27      Por entender que o litígio sobre o qual tem de proferir uma decisão suscita questões de direito comunitário, o Employment Tribunal, London South, decidiu suspender a instância e colocar ao Tribunal de Justiça as questões prejudiciais seguintes:

«1)      No contexto da proibição de discriminação em razão de uma deficiência, a Directiva [2000/78] protege da discriminação directa e do assédio unicamente as pessoas que são, elas próprias, deficientes?

2)      Se a resposta à primeira questão for negativa, a Directiva [2000/78] protege os trabalhadores que, não sendo eles próprios deficientes, são tratados menos favoravelmente ou assediados em razão da sua relação com uma pessoa que é deficiente?

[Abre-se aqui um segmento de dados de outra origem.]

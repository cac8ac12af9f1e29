//! TOML to store value conversion
//!
//! Tables become plain objects and arrays plain arrays, the same shape
//! parsed JSON has. Callers freeze them when they need immutable values.

use immutable_store::Value;

pub fn to_store_value(value: &toml::Value) -> Value {
    match value {
        toml::Value::String(s) => Value::String(s.clone()),
        toml::Value::Integer(i) => Value::from(*i),
        toml::Value::Float(f) => Value::Number(*f),
        toml::Value::Boolean(b) => Value::Bool(*b),
        toml::Value::Datetime(dt) => Value::String(dt.to_string()),
        toml::Value::Array(items) => Value::array(items.iter().map(to_store_value)),
        toml::Value::Table(table) => {
            Value::object(table.iter().map(|(k, v)| (k.clone(), to_store_value(v))))
        }
    }
}

#[cfg(test)]
mod tests {
    use super::*;
    use immutable_store::check_immutable;
    use pretty_assertions::assert_eq;

    #[test]
    fn test_tables_are_plain() {
        let table: toml::Table = toml::from_str("items = [1, 2]\nname = \"x\"").unwrap();
        let value = to_store_value(&toml::Value::Table(table));
        assert!(!check_immutable(&value));
        assert!(matches!(value.get("items"), Some(Value::Array(_))));

        let frozen = value.freeze();
        assert!(check_immutable(&frozen));
        assert_eq!(frozen.get("name"), Some(Value::from("x")));
        assert_eq!(frozen.get("items"), Some(Value::list([1, 2])));
    }

    #[test]
    fn test_scalars() {
        assert_eq!(to_store_value(&toml::Value::Integer(3)), Value::from(3));
        assert_eq!(to_store_value(&toml::Value::Boolean(true)), Value::from(true));
        assert_eq!(to_store_value(&toml::Value::Float(0.5)), Value::from(0.5));
    }
}
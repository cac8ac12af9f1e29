use crate::value::Value;

/// A tagged message routed to whichever private method is bound to its type
#[derive(Debug, Clone, PartialEq)]
pub struct Action {
    pub action_type: String,
    pub payload: Value,
}

impl Action {
    pub fn new(action_type: impl Into<String>, payload: impl Into<Value>) -> Self {
        Self {
            action_type: action_type.into(),
            payload: payload.into(),
        }
    }

    /// An action that carries no payload (`undefined`)
    pub fn empty(action_type: impl Into<String>) -> Self {
        Self::new(action_type, Value::Undefined)
    }
}
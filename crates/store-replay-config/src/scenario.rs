//! Replay scenario
//!
//! A scenario describes one reducer store and the actions to push through it:
//!
//! ```toml
//! freeze_payloads = false
//!
//! [store]
//! display_name = "todos"
//! default_state = { items = [], filter = "all" }
//!
//! [[bindings]]
//! action = "add_todo"
//! reducer = "append"
//! key = "items"
//!
//! [[actions]]
//! type = "add_todo"
//! payload = "write docs"
//! ```

use crate::config_file::load_config_file;
use crate::toml_value::to_store_value;
use anyhow::{Context, Result};
use immutable_store::Value;
use serde::{Deserialize, Serialize};
use std::path::Path;

#[derive(Debug, Clone, Serialize, Deserialize)]
pub struct ReplayConfig {
    /// Freeze plain table/array payloads before dispatching them
    #[serde(default)]
    pub freeze_payloads: bool,

    /// The store under test; a scenario without it cannot build a store
    #[serde(default)]
    pub store: Option<StoreSection>,

    #[serde(default)]
    pub bindings: Vec<Binding>,

    #[serde(default)]
    pub actions: Vec<ActionEntry>,
}

#[derive(Debug, Clone, Serialize, Deserialize)]
pub struct StoreSection {
    pub display_name: String,

    /// Initial state; always frozen
    #[serde(default = "default_state")]
    pub default_state: toml::Value,
}

fn default_state() -> toml::Value {
    toml::Value::Table(toml::Table::new())
}

/// Binds an action type to a built-in reducer
#[derive(Debug, Clone, Serialize, Deserialize)]
pub struct Binding {
    pub action: String,
    pub reducer: ReducerKind,
    /// Apply the reducer to this entry of a map state instead of the whole state
    #[serde(default, skip_serializing_if = "Option::is_none")]
    pub key: Option<String>,
}

impl Binding {
    /// Name of the private method the binding is registered under
    pub fn method_name(&self) -> String {
        match &self.key {
            Some(key) => format!("{}_{}", self.reducer.as_str(), key),
            None => self.reducer.as_str().to_string(),
        }
    }
}

#[derive(Debug, Clone, Serialize, Deserialize)]
pub struct ActionEntry {
    #[serde(rename = "type")]
    pub action_type: String,
    #[serde(default, skip_serializing_if = "Option::is_none")]
    pub payload: Option<toml::Value>,
}

impl ActionEntry {
    /// Payload as a store value, `undefined` when absent
    pub fn payload_value(&self, freeze: bool) -> Value {
        let value = self
            .payload
            .as_ref()
            .map(to_store_value)
            .unwrap_or_default();
        if freeze {
            value.freeze()
        } else {
            value
        }
    }
}

/// Built-in reducers available to scenarios
#[derive(Debug, Clone, Copy, PartialEq, Eq, Serialize, Deserialize)]
#[serde(rename_all = "snake_case")]
pub enum ReducerKind {
    /// New state is the payload
    Replace,
    /// Merge a table payload into a map state
    Merge,
    /// Append the payload to a list state
    Append,
    /// Remove the key named by the payload from a map state
    Remove,
    /// Add the payload (default 1) to a number state
    Increment,
    /// Back to the default state
    Reset,
}

impl ReducerKind {
    pub fn as_str(&self) -> &'static str {
        match self {
            ReducerKind::Replace => "replace",
            ReducerKind::Merge => "merge",
            ReducerKind::Append => "append",
            ReducerKind::Remove => "remove",
            ReducerKind::Increment => "increment",
            ReducerKind::Reset => "reset",
        }
    }
}

impl ReplayConfig {
    pub fn from_toml_str(content: &str) -> Result<Self> {
        toml::from_str(content).context("Failed to parse scenario")
    }

    /// Load from an explicit path or the default locations
    pub fn load(path: Option<&Path>) -> Result<Self> {
        let (found, content) = load_config_file(path)?;
        let config = Self::from_toml_str(&content)
            .with_context(|| format!("Invalid scenario {}", found.display()))?;
        log::info!(
            "Loaded scenario with {} bindings and {} actions from {}",
            config.bindings.len(),
            config.actions.len(),
            found.display()
        );
        Ok(config)
    }

    /// Initial state as an immutable value
    pub fn default_state(&self) -> Option<Value> {
        self.store
            .as_ref()
            .map(|store| to_store_value(&store.default_state).freeze())
    }
}

#[cfg(test)]
mod tests {
    use super::*;
    use immutable_store::check_immutable;
    use pretty_assertions::assert_eq;

    const SCENARIO: &str = r#"
        freeze_payloads = true

        [store]
        display_name = "todos"
        default_state = { items = [], filter = "all" }

        [[bindings]]
        action = "add_todo"
        reducer = "append"
        key = "items"

        [[bindings]]
        action = "clear"
        reducer = "reset"

        [[actions]]
        type = "add_todo"
        payload = "write docs"

        [[actions]]
        type = "clear"
    "#;

    #[test]
    fn test_parse_scenario() {
        let config = ReplayConfig::from_toml_str(SCENARIO).unwrap();
        assert!(config.freeze_payloads);
        assert_eq!(config.store.as_ref().unwrap().display_name, "todos");
        assert_eq!(config.bindings.len(), 2);
        assert_eq!(config.bindings[0].reducer, ReducerKind::Append);
        assert_eq!(config.bindings[0].method_name(), "append_items");
        assert_eq!(config.bindings[1].method_name(), "reset");
        assert_eq!(config.actions[1].payload_value(true), Value::Undefined);
    }

    #[test]
    fn test_default_state_is_frozen() {
        let config = ReplayConfig::from_toml_str(SCENARIO).unwrap();
        let state = config.default_state().unwrap();
        assert!(check_immutable(&state));
        assert_eq!(state.get("filter"), Some(Value::from("all")));
        assert_eq!(state.get("items"), Some(Value::list(Vec::<Value>::new())));
    }

    #[test]
    fn test_missing_store_section() {
        let config = ReplayConfig::from_toml_str("[[actions]]\ntype = \"noop\"\n").unwrap();
        assert!(config.store.is_none());
        assert!(config.default_state().is_none());
        assert!(!config.freeze_payloads);
    }

    #[test]
    fn test_unknown_reducer_kind_is_rejected() {
        let err = ReplayConfig::from_toml_str(
            "[[bindings]]\naction = \"a\"\nreducer = \"explode\"\n",
        )
        .unwrap_err();
        assert!(format!("{:#}", err).contains("explode"));
    }
}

3)      No caso de um empregador tratar um trabalhador menos favoravelmente do que trata ou trataria outros trabalhadores, e de se demonstrar que o fundamento para esse tratamento do trabalhador é o facto de este ter um filho deficiente a seu cargo, esse tratamento constitui uma discriminação directa em violação do princípio da igualdade de tratamento consagrado na Directiva [2000/78]?

4)      No caso de um empregador assediar um trabalhador e de se demonstrar que o fundamento para o tratamento do trabalhador é o facto de este ter um filho deficiente a seu cargo, esse assédio constitui uma violação do princípio da igualdade de tratamento consagrado na Directiva [2000/78]?»

 Quanto à admissibilidade

28      Embora considere que as questões colocadas pelo tribunal de reenvio decorrem de um verdadeiro litígio, o Governo neerlandês pôs em causa a admisssibilidade do reenvio prejudicial em virtude do facto de, tratando‑se de questões prévias suscitadas numa audiência preliminar, as circunstâncias do caso não estarem ainda totalmente apuradas. Note‑se que, nessa audiência preliminar, o juiz nacional presume que os factos ocorreram da forma como são alegados pelo autor.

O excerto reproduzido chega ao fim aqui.